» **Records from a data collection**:

================

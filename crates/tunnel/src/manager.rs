use crate::TunnelError;
use crate::launcher::{TunnelLauncher, TunnelRequest, parse_announced_url};
use crate::process::TunnelProcess;
use chrono::{DateTime, Utc};
use std::io::BufRead;
use std::sync::mpsc::Sender;
use std::sync::{Arc, Mutex, MutexGuard, PoisonError};
use std::time::Duration;
use tokio::runtime::Handle;

/// Lifecycle phase of the current tunnel session.
#[derive(Debug, Clone, Copy, PartialEq, Eq, Default)]
pub enum TunnelPhase {
    #[default]
    Idle,
    Starting,
    Active,
    Expired,
    Errored,
    Terminated,
}

impl TunnelPhase {
    pub fn is_running(self) -> bool {
        self == Self::Active
    }

    pub fn is_expired(self) -> bool {
        self == Self::Expired
    }

    /// Whether a reconnect may be issued from this phase.
    pub fn can_reconnect(self) -> bool {
        !matches!(self, Self::Starting | Self::Active)
    }
}

/// Point-in-time view of the tunnel session.
#[derive(Debug, Clone, PartialEq, Default)]
pub struct TunnelSession {
    pub phase: TunnelPhase,
    /// Empty until announced.
    pub url: String,
    /// Empty when there is no error.
    pub error: String,
    pub timeout: Duration,
    pub started_at: Option<DateTime<Utc>>,
    pub generation: u64,
    pub request: Option<TunnelRequest>,
}

impl TunnelSession {
    pub fn is_running(&self) -> bool {
        self.phase.is_running()
    }

    pub fn is_expired(&self) -> bool {
        self.phase.is_expired()
    }
}

/// Status changes reported to the coordinator. `generation` identifies the
/// session that produced the event.
#[derive(Debug, Clone, PartialEq)]
pub enum TunnelEvent {
    Started {
        url: String,
        generation: u64,
        started_at: DateTime<Utc>,
    },
    Failed {
        message: String,
        generation: u64,
    },
    Expired {
        generation: u64,
    },
}

struct State {
    session: TunnelSession,
    process: Option<Box<dyn TunnelProcess>>,
}

struct Shared {
    launcher: Box<dyn TunnelLauncher>,
    events: Sender<TunnelEvent>,
    state: Mutex<State>,
}

/// Owns the tunnel subprocess: start, timed expiry, reconnect, shutdown.
///
/// Each start bumps the session generation. Readers and timers carry the
/// generation they were created for and do nothing once it is stale.
pub struct TunnelManager {
    shared: Arc<Shared>,
}

impl TunnelManager {
    pub fn new(launcher: impl TunnelLauncher + 'static, events: Sender<TunnelEvent>) -> Self {
        Self {
            shared: Arc::new(Shared {
                launcher: Box::new(launcher),
                events,
                state: Mutex::new(State {
                    session: TunnelSession::default(),
                    process: None,
                }),
            }),
        }
    }

    /// Launch a new session on `runtime`'s blocking pool. Returns its generation.
    pub fn start(
        &self,
        request: TunnelRequest,
        timeout: Duration,
        runtime: &Handle,
    ) -> Result<u64, TunnelError> {
        let generation = {
            let mut state = self.shared.lock();
            if !state.session.phase.can_reconnect() {
                return Err(TunnelError::AlreadyRunning);
            }
            let generation = state.session.generation + 1;
            state.session = TunnelSession {
                phase: TunnelPhase::Starting,
                url: String::new(),
                error: String::new(),
                timeout,
                started_at: None,
                generation,
                request: Some(request.clone()),
            };
            generation
        };

        tracing::info!(generation, port = request.port, "starting tunnel");
        let shared = Arc::clone(&self.shared);
        let timer_runtime = runtime.clone();
        runtime.spawn_blocking(move || {
            run_session(&shared, generation, &request, timeout, &timer_runtime);
        });
        Ok(generation)
    }

    /// Restart with the previously requested port, subdomain and timeout.
    pub fn reconnect(&self, runtime: &Handle) -> Result<u64, TunnelError> {
        let (request, timeout) = {
            let state = self.shared.lock();
            if !state.session.phase.can_reconnect() {
                return Err(TunnelError::AlreadyRunning);
            }
            let request = state
                .session
                .request
                .clone()
                .ok_or(TunnelError::NeverStarted)?;
            (request, state.session.timeout)
        };
        self.start(request, timeout, runtime)
    }

    /// Expire session `generation`. Returns false (and does nothing) when that
    /// session is not the active one.
    pub fn expire(&self, generation: u64) -> bool {
        self.shared.expire(generation)
    }

    /// Terminate any live session. Idempotent.
    pub fn shutdown(&self) {
        self.shared.shutdown();
    }

    pub fn snapshot(&self) -> TunnelSession {
        self.shared.lock().session.clone()
    }
}

impl Drop for TunnelManager {
    fn drop(&mut self) {
        self.shared.shutdown();
    }
}

impl Shared {
    fn lock(&self) -> MutexGuard<'_, State> {
        self.state.lock().unwrap_or_else(PoisonError::into_inner)
    }

    fn emit(&self, event: TunnelEvent) {
        if self.events.send(event).is_err() {
            tracing::debug!("tunnel event receiver dropped");
        }
    }

    /// Keep draining output until EOF, then report an unexpected exit.
    fn watch_exit(&self, generation: u64, mut output: Box<dyn BufRead + Send>) {
        let mut line = String::new();
        loop {
            line.clear();
            match output.read_line(&mut line) {
                Ok(0) | Err(_) => break,
                Ok(_) => {}
            }
        }

        let mut state = self.lock();
        if state.session.generation != generation || state.session.phase != TunnelPhase::Active {
            return;
        }
        let alive = state.process.as_mut().is_some_and(|p| p.is_alive());
        if alive {
            return;
        }
        if let Some(mut process) = state.process.take() {
            process.terminate();
        }
        let message = "tunnel process exited".to_string();
        state.session.phase = TunnelPhase::Errored;
        state.session.error = message.clone();
        drop(state);

        tracing::warn!(generation, "tunnel process exited unexpectedly");
        self.emit(TunnelEvent::Failed {
            message,
            generation,
        });
    }

    fn fail(&self, generation: u64, error: &TunnelError) {
        let mut state = self.lock();
        if state.session.generation != generation || state.session.phase != TunnelPhase::Starting {
            return;
        }
        if let Some(mut process) = state.process.take() {
            process.terminate();
        }
        let message = error.to_string();
        state.session.phase = TunnelPhase::Errored;
        state.session.error = message.clone();
        drop(state);

        tracing::warn!(generation, "tunnel failed: {message}");
        self.emit(TunnelEvent::Failed {
            message,
            generation,
        });
    }

    fn expire(&self, generation: u64) -> bool {
        let mut state = self.lock();
        if state.session.generation != generation || state.session.phase != TunnelPhase::Active {
            return false;
        }
        if let Some(mut process) = state.process.take() {
            process.terminate();
        }
        state.session.phase = TunnelPhase::Expired;
        drop(state);

        tracing::info!(generation, "tunnel expired");
        self.emit(TunnelEvent::Expired { generation });
        true
    }

    fn shutdown(&self) {
        let mut state = self.lock();
        if let Some(mut process) = state.process.take() {
            process.terminate();
        }
        if matches!(
            state.session.phase,
            TunnelPhase::Starting | TunnelPhase::Active
        ) {
            state.session.phase = TunnelPhase::Terminated;
            tracing::info!(generation = state.session.generation, "tunnel terminated");
        }
    }
}

fn run_session(
    shared: &Arc<Shared>,
    generation: u64,
    request: &TunnelRequest,
    timeout: Duration,
    runtime: &Handle,
) {
    let launched = match shared.launcher.launch(request) {
        Ok(launched) => launched,
        Err(e) => {
            shared.fail(generation, &e);
            return;
        }
    };

    let mut output = launched.output;
    {
        let mut state = shared.lock();
        let mut process = launched.process;
        if state.session.generation != generation
            || state.session.phase != TunnelPhase::Starting
        {
            process.terminate();
            return;
        }
        state.process = Some(process);
    }

    let url = match read_announced_url(&mut output) {
        Ok(url) => url,
        Err(e) => {
            shared.fail(generation, &e);
            return;
        }
    };

    let started_at = Utc::now();
    {
        let mut state = shared.lock();
        if state.session.generation != generation
            || state.session.phase != TunnelPhase::Starting
        {
            return;
        }
        state.session.phase = TunnelPhase::Active;
        state.session.url = url.clone();
        state.session.started_at = Some(started_at);
    }
    let deadline = {
        let _guard = runtime.enter();
        tokio::time::Instant::now() + timeout
    };
    let timer = Arc::clone(shared);
    runtime.spawn(async move {
        tokio::time::sleep_until(deadline).await;
        timer.expire(generation);
    });

    tracing::info!(generation, %url, "tunnel active");
    shared.emit(TunnelEvent::Started {
        url,
        generation,
        started_at,
    });

    shared.watch_exit(generation, output);
}

fn read_announced_url(output: &mut dyn BufRead) -> Result<String, TunnelError> {
    let mut line = String::new();
    loop {
        line.clear();
        let read = output.read_line(&mut line).map_err(TunnelError::Read)?;
        if read == 0 {
            return Err(TunnelError::ExitedWithoutUrl);
        }
        if let Some(url) = parse_announced_url(&line) {
            return Ok(url);
        }
    }
}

================

Each line from the top of the records down to the one with "use std::sync::mpsc::Sender;" must be retyped exactly; include both ends and nothing else.

filename crates/tunnel/src/manager.rs
use crate::TunnelError;
use crate::launcher::{TunnelLauncher, TunnelRequest, parse_announced_url};
use crate::process::TunnelProcess;
use chrono::{DateTime, Utc};
use std::io::BufRead;
use std::sync::mpsc::Sender;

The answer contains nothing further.